What is expected
Among the entries below, only the lines starting at the one with "of a mutating" and ending at the one with "or payment's allocations", both included, are to be printed exactly.

Material provided
=-=-=
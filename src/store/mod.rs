pub mod memory;

use thiserror::Error;

use crate::charges::Charge;
use crate::errors::Result;
use crate::payments::{Allocation, Payment};
use crate::types::{AllocationId, ChargeId, CommunityId, ContractId, PaymentId};

pub use memory::MemoryStore;

/// row a commit conflicted on
#[derive(Debug, Clone, Copy, PartialEq, Eq)]
pub enum RowRef {
    Charge(ChargeId),
    Payment(PaymentId),
    Allocation(AllocationId),
}

/// why a commit was refused
#[derive(Error, Debug, Clone, PartialEq, Eq)]
pub enum CommitError {
    /// a row changed (or appeared, or vanished) since it was read; retry from the read step
    #[error("stale row {row:?}: expected version {expected}, found {found:?}")]
    Conflict {
        row: RowRef,
        expected: u64,
        found: Option<u64>,
    },

    /// a (payment, charge) pair already has an allocation row
    #[error("duplicate allocation for payment {payment_id} and charge {charge_id}")]
    DuplicateAllocation {
        payment_id: PaymentId,
        charge_id: ChargeId,
    },

    #[error("storage failure: {0}")]
    Storage(String),
}

impl CommitError {
    /// whether re-reading and retrying the operation can succeed
    pub fn is_retryable(&self) -> bool {
        matches!(self, CommitError::Conflict { .. } | CommitError::DuplicateAllocation { .. })
    }
}

/// writes of one atomic operation
///
/// Charge and payment rows carry the version they were read at; version 0
/// means insert. The store applies every write or none of them.
#[derive(Debug, Clone, Default, PartialEq)]
pub struct ChangeSet {
    pub charges: Vec<Charge>,
    pub payments: Vec<Payment>,
    /// allocation rows to insert or replace, keyed by id
    pub allocations: Vec<Allocation>,
    pub removed_allocations: Vec<AllocationId>,
    /// charges to delete with the version they were read at
    pub removed_charges: Vec<(ChargeId, u64)>,
}

impl ChangeSet {
    pub fn new() -> Self {
        Self::default()
    }

    pub fn is_empty(&self) -> bool {
        self.charges.is_empty()
            && self.payments.is_empty()
            && self.allocations.is_empty()
            && self.removed_allocations.is_empty()
            && self.removed_charges.is_empty()
    }
}

/// charges and payments of a scope, read together
#[derive(Debug, Clone, Default, PartialEq)]
pub struct LedgerSnapshot {
    pub charges: Vec<Charge>,
    pub payments: Vec<Payment>,
}

/// which records a snapshot or listing covers
#[derive(Debug, Clone, Copy, PartialEq, Eq)]
pub enum RecordFilter {
    Contract(ContractId),
    Community(CommunityId),
    All,
}

impl RecordFilter {
    pub fn matches(&self, community_id: CommunityId, contract_id: ContractId) -> bool {
        match self {
            RecordFilter::Contract(id) => *id == contract_id,
            RecordFilter::Community(id) => *id == community_id,
            RecordFilter::All => true,
        }
    }
}

/// Transactional backing store for the ledger.
///
/// Reads are individually consistent; cross-row consistency of a mutating
/// operation comes from `commit` rejecting any row whose version moved since
/// it was read. A committed row's version becomes the version it was read at
/// plus one. Every write that changes a charge's or payment's allocations
/// must also write that charge or payment row so its version moves.
pub trait LedgerStore: Send + Sync {
    fn charge(&self, id: ChargeId) -> Result<Option<Charge>>;

    fn payment(&self, id: PaymentId) -> Result<Option<Payment>>;

    fn allocations_for_charge(&self, charge_id: ChargeId) -> Result<Vec<Allocation>>;

    fn allocations_for_payment(&self, payment_id: PaymentId) -> Result<Vec<Allocation>>;

    /// charges matching the filter, unordered
    fn charges(&self, filter: RecordFilter) -> Result<Vec<Charge>>;

    /// payments matching the filter, unordered
    fn payments(&self, filter: RecordFilter) -> Result<Vec<Payment>>;

    /// charges and payments for the filter, read as one snapshot
    fn snapshot(&self, filter: RecordFilter) -> Result<LedgerSnapshot>;

    /// apply a change set atomically
    fn commit(&self, changes: ChangeSet) -> std::result::Result<(), CommitError>;
}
=-=-=
Result for this task
/// Reads are individually consistent; cross-row consistency of a mutating
/// operation comes from `commit` rejecting any row whose version moved since
/// it was read. A committed row's version becomes the version it was read at
/// plus one. Every write that changes a charge's or payment's allocations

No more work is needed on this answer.